Section 679 also provides a special rule for domestic trusts that are later treated as foreign trusts. Under this rule, section 679 applies if a U.S. citizen or resident transfers property to a domestic trust and the trust becomes a foreign trust during that person’s lifetime. Where this rule applies, the U.S. person is deemed to make a transfer of property to the foreign trust as of the date the trust becomes foreign.

Presumption That Section 679 Applies.

Notably, section 679(d) contains a provision that presumes that a foreign trust has U.S. beneficiaries (i.e., that it falls within the scope of section 679).

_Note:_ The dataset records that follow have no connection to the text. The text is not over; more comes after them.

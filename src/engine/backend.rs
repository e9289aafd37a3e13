// Edge Engine — HTTP Backend
// `EdgeBackend` over the edge REST API. JSON bodies, camelCase fields.
//
//   POST /api/edge/devices/register        → [EdgeModel]
//   POST /api/edge/sync                    {deviceId, operation}
//   POST /api/edge/inference               {modelType, inputData, deviceId}
//   PUT  /api/edge/cache                   {contentType, contentId, content, options}
//   GET  /api/edge/cache/{type}/{id}?deviceId=…
//   POST /api/edge/analytics               {deviceId, sessionId, events}
//   PUT  /api/edge/devices/{id}/state      {isOnline, lastActivity, networkInfo}
//   POST /api/edge/final                   FinalTransmission (shutdown, not awaited)

use crate::atoms::error::{EdgeError, EdgeResult};
use crate::atoms::traits::EdgeBackend;
use crate::atoms::types::*;
use crate::engine::config::EdgeConfig;
use crate::engine::http::{pinned_client, CircuitBreaker};
use async_trait::async_trait;
use log::{debug, info, warn};
use reqwest::{Client, Method, RequestBuilder, StatusCode};
use serde::de::DeserializeOwned;
use serde_json::{json, Value};
use std::sync::Arc;
use std::time::Duration;

pub struct HttpBackend {
    client: Client,
    base_url: String,
    breaker: Arc<CircuitBreaker>,
    final_timeout: Duration,
}

impl HttpBackend {
    pub fn new(config: &EdgeConfig) -> EdgeResult<Self> {
        let client = pinned_client(
            Duration::from_millis(config.network.connect_timeout_ms),
            config.request_timeout(),
        )?;
        Ok(HttpBackend {
            client,
            base_url: config.api_base_url.trim_end_matches('/').to_string(),
            breaker: Arc::new(CircuitBreaker::new(
                config.network.breaker_threshold,
                config.network.breaker_cooldown_secs,
            )),
            final_timeout: Duration::from_millis(config.network.final_transmission_timeout_ms),
        })
    }

    fn url(&self, path: &str) -> String {
        format!("{}{}", self.base_url, path)
    }

    /// Send through the breaker; non-2xx becomes `EdgeError::Remote`.
    async fn send(&self, path: &str, request: RequestBuilder) -> EdgeResult<reqwest::Response> {
        self.breaker.check()?;
        match request.send().await {
            Ok(resp) if resp.status().is_success() || resp.status() == StatusCode::NOT_FOUND => {
                self.breaker.record_success();
                Ok(resp)
            }
            Ok(resp) => {
                // 4xx other than 404 means the server is reachable; only 5xx
                // and transport errors count against the breaker.
                if resp.status().is_server_error() {
                    self.breaker.record_failure();
                } else {
                    self.breaker.record_success();
                }
                Err(EdgeError::remote(path, resp.status().as_u16()))
            }
            Err(e) => {
                self.breaker.record_failure();
                Err(e.into())
            }
        }
    }

    async fn send_json<B: serde::Serialize + ?Sized>(
        &self,
        method: Method,
        path: &str,
        body: &B,
    ) -> EdgeResult<reqwest::Response> {
        let req = self.client.request(method, self.url(path)).json(body);
        let resp = self.send(path, req).await?;
        if resp.status() == StatusCode::NOT_FOUND {
            return Err(EdgeError::remote(path, 404));
        }
        Ok(resp)
    }

    async fn decode<T: DeserializeOwned>(resp: reqwest::Response) -> EdgeResult<T> {
        let bytes = resp.bytes().await?;
        Ok(serde_json::from_slice(&bytes)?)
    }
}

#[async_trait]
impl EdgeBackend for HttpBackend {
    async fn register_device(&self, registration: &DeviceRegistration) -> EdgeResult<Vec<EdgeModel>> {
        let path = "/api/edge/devices/register";
        let resp = self.send_json(Method::POST, path, registration).await?;
        let body: Value = Self::decode(resp).await?;
        // Accept either a bare list or {"models": [...]}.
        let models = match body.get("models") {
            Some(list) => serde_json::from_value(list.clone())?,
            None => serde_json::from_value(body)?,
        };
        Ok(models)
    }

    async fn submit_operation(&self, device_id: &str, op: &SyncOperation) -> EdgeResult<()> {
        let body = json!({ "deviceId": device_id, "operation": op });
        self.send_json(Method::POST, "/api/edge/sync", &body).await?;
        debug!("[http] Sync ack for {} ({})", op.id, op.entity_type);
        Ok(())
    }

    async fn infer(&self, request: &RemoteInferenceRequest) -> EdgeResult<RemoteInferenceResponse> {
        let resp = self.send_json(Method::POST, "/api/edge/inference", request).await?;
        Self::decode(resp).await
    }

    async fn put_content(&self, entry: &CacheEntry) -> EdgeResult<()> {
        let body = json!({
            "contentType": entry.key.content_type,
            "contentId": entry.key.content_id,
            "content": entry.payload,
            "options": {
                "priority": entry.priority,
                "expiresAt": entry.expires_at,
            },
        });
        self.send_json(Method::PUT, "/api/edge/cache", &body).await?;
        Ok(())
    }

    async fn get_content(&self, key: &CacheKey, device_id: &str) -> EdgeResult<Option<RemoteContent>> {
        let path = format!(
            "/api/edge/cache/{}/{}",
            urlencoding::encode(&key.content_type),
            urlencoding::encode(&key.content_id)
        );
        let req = self
            .client
            .get(self.url(&path))
            .query(&[("deviceId", device_id)]);
        let resp = self.send(&path, req).await?;
        if resp.status() == StatusCode::NOT_FOUND {
            return Ok(None);
        }
        Ok(Some(Self::decode(resp).await?))
    }

    async fn send_analytics(&self, batch: &AnalyticsBatch) -> EdgeResult<()> {
        self.send_json(Method::POST, "/api/edge/analytics", batch).await?;
        Ok(())
    }

    async fn update_status(&self, device_id: &str, status: &DeviceStatus) -> EdgeResult<()> {
        let path = format!("/api/edge/devices/{}/state", urlencoding::encode(device_id));
        self.send_json(Method::PUT, &path, status).await?;
        Ok(())
    }

    fn dispatch_final(&self, payload: FinalTransmission) {
        if payload.is_empty() {
            return;
        }
        let handle = match tokio::runtime::Handle::try_current() {
            Ok(h) => h,
            Err(_) => {
                warn!(
                    "[http] No runtime at shutdown — dropping final transmission ({} ops, {} events)",
                    payload.operations.len(),
                    payload.events.len()
                );
                return;
            }
        };

        info!(
            "[http] Final transmission: {} ops, {} events (not awaited)",
            payload.operations.len(),
            payload.events.len()
        );
        let request = self
            .client
            .post(self.url("/api/edge/final"))
            .timeout(self.final_timeout)
            .json(&payload);
        // Detached: the process may exit before this completes.
        handle.spawn(async move {
            if let Err(e) = request.send().await {
                debug!("[http] Final transmission not delivered: {}", e);
            }
        });
    }
}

Therefore, if a U.S. person transfers property or cash to a foreign trust, the IRS may treat the trust as having U.S. beneficiaries unless the person: (i) submits any requested information to the IRS, and (ii) demonstrates to the satisfaction of the IRS that the trust does not have U.S. beneficiaries.

Conclusion.

Foreign trusts often hold investments and other income-producing properties. Although foreign trusts are often not subject to U.S. income tax, they become subject to such taxes when section 679 applies. In these instances, the U.S. transferor must report the foreign trust’s income under the grantor-trust rules. In addition, the U.S. transferor must often prepare and file substitute IRS Forms 3520-A on behalf of the trust to report the trust’s activities to the IRS. The failure to understand the broad scope of section 679 can result in adverse U.S. tax consequences, including required payment of prior year income taxes, interest, and significant penalties.